En général, je n'ai pas l'impression que des procédures soient lancées sciemment pour en tirer ensuite un avantage. Si nous constatons qu'il y a des abus liés au retardement, notamment si le renvoi est repoussé plusieurs fois, nous fixons des limites et convoquons les personnes concernées. Aussi, les contestations de résiliation sont une tout autre priorité: nous les privilégions toujours.

Que peuvent faire les locataires et les bailleurs pour désengorger les offices de conciliation?

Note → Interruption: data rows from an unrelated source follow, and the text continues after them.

// SPDX-License-Identifier: AGPL-3.0-or-later
//
// Copyright (C) 2026 Relational Network

//! Signing fixtures for token tests.

use jsonwebtoken::{encode, get_current_timestamp, Algorithm, DecodingKey, EncodingKey, Header};
use serde_json::Value;
use tonic::transport::Endpoint;

use super::client::AuthenticatorClient;
use super::verifier::RemoteVerifier;

/// Key id the fixture key is cached under.
pub const KID: &str = "k1";

/// Ed25519 private key, PKCS#8 DER.
const SIGNING_KEY: [u8; 48] = [
    0x30, 0x2e, 0x02, 0x01, 0x00, 0x30, 0x05, 0x06, 0x03, 0x2b, 0x65, 0x70, 0x04, 0x22, 0x04, 0x20,
    0x8a, 0xaf, 0xf3, 0xba, 0xb9, 0x04, 0xe5, 0xc4, 0x18, 0x1e, 0xcc, 0xe6, 0xf8, 0x18, 0x9a, 0xab,
    0xab, 0x24, 0x60, 0x99, 0xcc, 0xe2, 0x48, 0x70, 0x07, 0x71, 0x4f, 0x71, 0x7a, 0x34, 0x41, 0x99,
];

/// Matching raw 32-byte public key, as `GetPubKey` returns it.
pub const PUBLIC_KEY: [u8; 32] = [
    0xfb, 0x3e, 0x5d, 0xaf, 0xfe, 0x94, 0x4e, 0xc4, 0x0f, 0xba, 0xc8, 0x18, 0x3d, 0x22, 0xdc, 0x22,
    0x2e, 0x2f, 0x08, 0x87, 0x18, 0x34, 0x61, 0xe2, 0xc4, 0xa9, 0x0f, 0x32, 0x2e, 0x6d, 0x99, 0xb4,
];

/// Sign `claims` with the fixture key under `kid`.
pub fn sign(kid: &str, claims: &Value) -> String {
    let mut header = Header::new(Algorithm::EdDSA);
    header.kid = Some(kid.to_string());
    encode(&header, claims, &EncodingKey::from_ed_der(&SIGNING_KEY)).unwrap()
}

/// Seconds since the epoch shifted by `offset`.
pub fn now_plus(offset: i64) -> u64 {
    get_current_timestamp().saturating_add_signed(offset)
}

/// Verifier whose channel points at a closed port; never connects.
pub fn unreachable_verifier(audiences: &[&str]) -> RemoteVerifier {
    let channel = Endpoint::from_static("http://127.0.0.1:1").connect_lazy();
    RemoteVerifier::new(
        AuthenticatorClient::new(channel),
        audiences.iter().map(|a| a.to_string()).collect(),
    )
}

/// Unreachable verifier that already holds the fixture key under [`KID`].
pub async fn verifier_with_key(audiences: &[&str]) -> RemoteVerifier {
    let verifier = unreachable_verifier(audiences);
    verifier
        .cache_key(KID, DecodingKey::from_ed_der(&PUBLIC_KEY))
        .await;
    verifier
}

Tout d'abord, il faut être patient. Nous avons énormément de cas à traiter en ce moment, et forcément, cela prend du temps. Le délai est long, ne serait-ce que pour recevoir une confirmation que votre demande a été reçue. Il faut le comprendre et s'y préparer.

Et sinon?
Nous avons souvent des cas où les parties se mettent d'accord quelques jours avant l'audience de conciliation. C'est en principe une bonne chose, mais cela ne nous soulage malheureusement pas. Le cas est alors déjà analysé, l'audience préparée et le temps trop court pour en fixer une nouvelle entrevue à ce moment-là. La commission de conciliation est ainsi bloquée. Si les parties se réunissaient et discutaient dès le début de la procédure, trois ou quatre mois avant l'audience, cela nous éviterait de tels scénarios.